Bei einem kleinen Schwatz mit meinem verehrten Tagi-Kollegen Martin Läubli bin ich neulich auf ein tolles Thema für meine Rubrik Tech-Premiere gestossen.
Es gehört zu den einleuchtenden Errungenschaften in klassischen Sciencefiction-Geschichten. Es vermittelt den technischen Fortschritt auf fassbare Weise und ist leicht verständlich: Jeder, der schon mal ein Telefon gesehen hat und weiss, was ein Fernseher ist, kann nachvollziehen, auf welche Weise sich die beiden Geräte kombinieren lassen.

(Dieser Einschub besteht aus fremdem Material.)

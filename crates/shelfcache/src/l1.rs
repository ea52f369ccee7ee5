//! L1Cache: bounded in-memory store with lazy expiry

use std::collections::HashMap;
use std::time::{Duration, Instant};

use ahash::RandomState;
use parking_lot::Mutex;
use serde_json::Value;
use tracing::{debug, trace};

use crate::config::L1Config;
use crate::entry::CacheEntry;
use crate::eviction::{select_victim, AccessHistory, Candidates, EvictionPolicy};
use crate::order::AccessOrder;
use crate::size::EstimateSize;
use crate::stats::{CacheStats, EfficiencyReport, StatsRecorder};

/// Bounded, lock-protected in-memory cache
///
/// Every operation runs under a single mutex. Lock hold time is constant
/// except while an insert evicts, which scans the live entries once per
/// victim.
pub struct L1Cache<V> {
    config: L1Config,
    state: Mutex<State<V>>,
}

struct State<V> {
    entries: HashMap<String, CacheEntry<V>, RandomState>,
    order: AccessOrder<String>,
    history: HashMap<String, AccessHistory, RandomState>,
    total_size_bytes: u64,
    stats: StatsRecorder,
}

impl<V> State<V> {
    fn new() -> Self {
        Self {
            entries: HashMap::with_hasher(RandomState::new()),
            order: AccessOrder::new(),
            history: HashMap::with_hasher(RandomState::new()),
            total_size_bytes: 0,
            stats: StatsRecorder::default(),
        }
    }

    fn insert(&mut self, entry: CacheEntry<V>) {
        self.total_size_bytes += entry.size_bytes as u64;
        self.order.touch(entry.key.clone());
        self.entries.insert(entry.key.clone(), entry);
    }

    fn remove(&mut self, key: &str) -> Option<CacheEntry<V>> {
        let entry = self.entries.remove(key)?;
        self.order.remove(key);
        self.history.remove(key);
        self.total_size_bytes = self.total_size_bytes.saturating_sub(entry.size_bytes as u64);
        Some(entry)
    }

    fn evict_one(&mut self, policy: EvictionPolicy, now: Instant) -> Option<String> {
        let victim = {
            let candidates = Candidates {
                entries: &self.entries,
                history: &self.history,
                least_recent: self.order.oldest(),
            };
            select_victim(policy, &candidates, now)?
        };

        self.remove(&victim);
        self.stats.record_eviction();
        Some(victim)
    }

    fn is_expired(&self, key: &str, now: Instant) -> Option<bool> {
        self.entries.get(key).map(|entry| entry.is_expired_at(now))
    }

    fn stats(&self) -> CacheStats {
        self.stats.snapshot(self.total_size_bytes, self.entries.len() as u64)
    }
}

impl<V> L1Cache<V>
where
    V: Clone + EstimateSize,
{
    /// Create an empty cache
    pub fn new(config: L1Config) -> Self {
        Self {
            config,
            state: Mutex::new(State::new()),
        }
    }

    /// Get a value, removing it first if its TTL has elapsed
    pub fn get(&self, key: &str) -> Option<V> {
        let started = Instant::now();
        let mut guard = self.state.lock();
        let state = &mut *guard;

        match state.is_expired(key, started) {
            None => {
                state.stats.record_miss();
                return None;
            }
            Some(true) => {
                state.remove(key);
                state.stats.record_miss();
                trace!(key, "l1 entry expired on read");
                return None;
            }
            Some(false) => {}
        }

        let value = {
            let entry = state.entries.get_mut(key)?;
            entry.touch_at(started);
            entry.value.clone()
        };

        state.order.promote(key);
        match state.history.get_mut(key) {
            Some(history) => history.record(started),
            None => {
                let mut history = AccessHistory::default();
                history.record(started);
                state.history.insert(key.to_owned(), history);
            }
        }
        state.stats.record_hit(started.elapsed());

        Some(value)
    }

    /// Insert or replace a value
    ///
    /// `ttl` falls back to the configured default. Evicts until the new
    /// entry fits. Returns false without caching when `max_entries` is zero
    /// or the value alone exceeds `max_size_bytes`; in the latter case any
    /// previous value for the key is dropped.
    pub fn set(&self, key: impl Into<String>, value: V, ttl: Option<Duration>) -> bool {
        self.set_with_metadata(key, value, ttl, HashMap::new())
    }

    /// Insert or replace a value carrying metadata
    pub fn set_with_metadata(
        &self,
        key: impl Into<String>,
        value: V,
        ttl: Option<Duration>,
        metadata: HashMap<String, Value>,
    ) -> bool {
        let key = key.into();
        if self.config.max_entries == 0 {
            trace!(key = %key, "l1 disabled by max_entries = 0");
            return false;
        }

        let now = Instant::now();
        let entry = CacheEntry::new_at(key, value, ttl.or(self.config.default_ttl), now)
            .with_metadata(metadata);
        let new_size = entry.size_bytes as u64;

        let mut state = self.state.lock();

        // A replaced entry leaves without counting as an eviction, even when
        // the new value is then refused
        state.remove(&entry.key);

        if new_size > self.config.max_size_bytes {
            debug!(
                key = %entry.key,
                size_bytes = new_size,
                max_size_bytes = self.config.max_size_bytes,
                "value exceeds l1 capacity, not cached"
            );
            return false;
        }

        while state.entries.len() >= self.config.max_entries
            || state.total_size_bytes + new_size > self.config.max_size_bytes
        {
            match state.evict_one(self.config.eviction_policy, now) {
                Some(victim) => debug!(
                    key = %victim,
                    policy = %self.config.eviction_policy,
                    "evicted l1 entry"
                ),
                None => break,
            }
        }

        state.insert(entry);
        true
    }

    /// Remove a key; true if it was present
    pub fn delete(&self, key: &str) -> bool {
        self.state.lock().remove(key).is_some()
    }

    /// Check for a live key without counting a hit or miss
    pub fn exists(&self, key: &str) -> bool {
        let now = Instant::now();
        let mut state = self.state.lock();
        match state.is_expired(key, now) {
            Some(false) => true,
            Some(true) => {
                state.remove(key);
                false
            }
            None => false,
        }
    }

    /// Drop every entry and reset statistics
    pub fn clear(&self) -> bool {
        let mut state = self.state.lock();
        state.entries.clear();
        state.order.clear();
        state.history.clear();
        state.total_size_bytes = 0;
        state.stats.reset();
        true
    }

    /// Remove every expired entry; returns how many were dropped
    pub fn purge_expired(&self) -> usize {
        let now = Instant::now();
        let mut state = self.state.lock();
        let expired: Vec<String> = state
            .entries
            .values()
            .filter(|entry| entry.is_expired_at(now))
            .map(|entry| entry.key.clone())
            .collect();

        for key in &expired {
            state.remove(key);
        }
        expired.len()
    }

    /// Statistics snapshot
    pub fn stats(&self) -> CacheStats {
        self.state.lock().stats()
    }

    /// Hot/cold distribution and memory utilization
    pub fn efficiency(&self) -> EfficiencyReport {
        let state = self.state.lock();
        let memory_utilization = if self.config.max_size_bytes == 0 {
            0.0
        } else {
            state.total_size_bytes as f64 / self.config.max_size_bytes as f64
        };

        if state.entries.is_empty() {
            return EfficiencyReport {
                memory_utilization,
                ..EfficiencyReport::default()
            };
        }

        let total_accesses: u64 = state.entries.values().map(|entry| entry.access_count).sum();
        let average = total_accesses as f64 / state.entries.len() as f64;
        let mut report = EfficiencyReport {
            average_access_count: average,
            memory_utilization,
            ..EfficiencyReport::default()
        };

        for entry in state.entries.values() {
            let count = entry.access_count as f64;
            if count > 1.5 * average {
                report.hot_entries += 1;
            } else if count < 0.5 * average {
                report.cold_entries += 1;
            }
        }
        report
    }

    /// Metadata of a live entry
    pub fn metadata(&self, key: &str) -> Option<HashMap<String, Value>> {
        let now = Instant::now();
        let state = self.state.lock();
        state
            .entries
            .get(key)
            .filter(|entry| !entry.is_expired_at(now))
            .map(|entry| entry.metadata.clone())
    }

    /// Keys currently stored, sorted
    pub fn keys(&self) -> Vec<String> {
        let mut keys: Vec<String> = self.state.lock().entries.keys().cloned().collect();
        keys.sort();
        keys
    }

    /// Number of stored entries (expired ones count until discovered)
    pub fn len(&self) -> usize {
        self.state.lock().entries.len()
    }

    /// Check if the cache holds no entries
    pub fn is_empty(&self) -> bool {
        self.state.lock().entries.is_empty()
    }

    /// Configuration the cache was built with
    pub fn config(&self) -> &L1Config {
        &self.config
    }
}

Das Bildtelefon kommt in Rainer Werner Fassbinders Fernseh-Zweiteiler von 1973 vor, in Welt am Draht – und in Metropolis von Fritz Lang von 1927.
Aber in Büchern wurde es noch ein paar Jahre früher erfunden. Allerdings nicht unter den Begriffen «Bildtelefon» bzw. «video telephone». Sie tauchen gemäss dem Google Books Ngram Viewer ab 1943 auf.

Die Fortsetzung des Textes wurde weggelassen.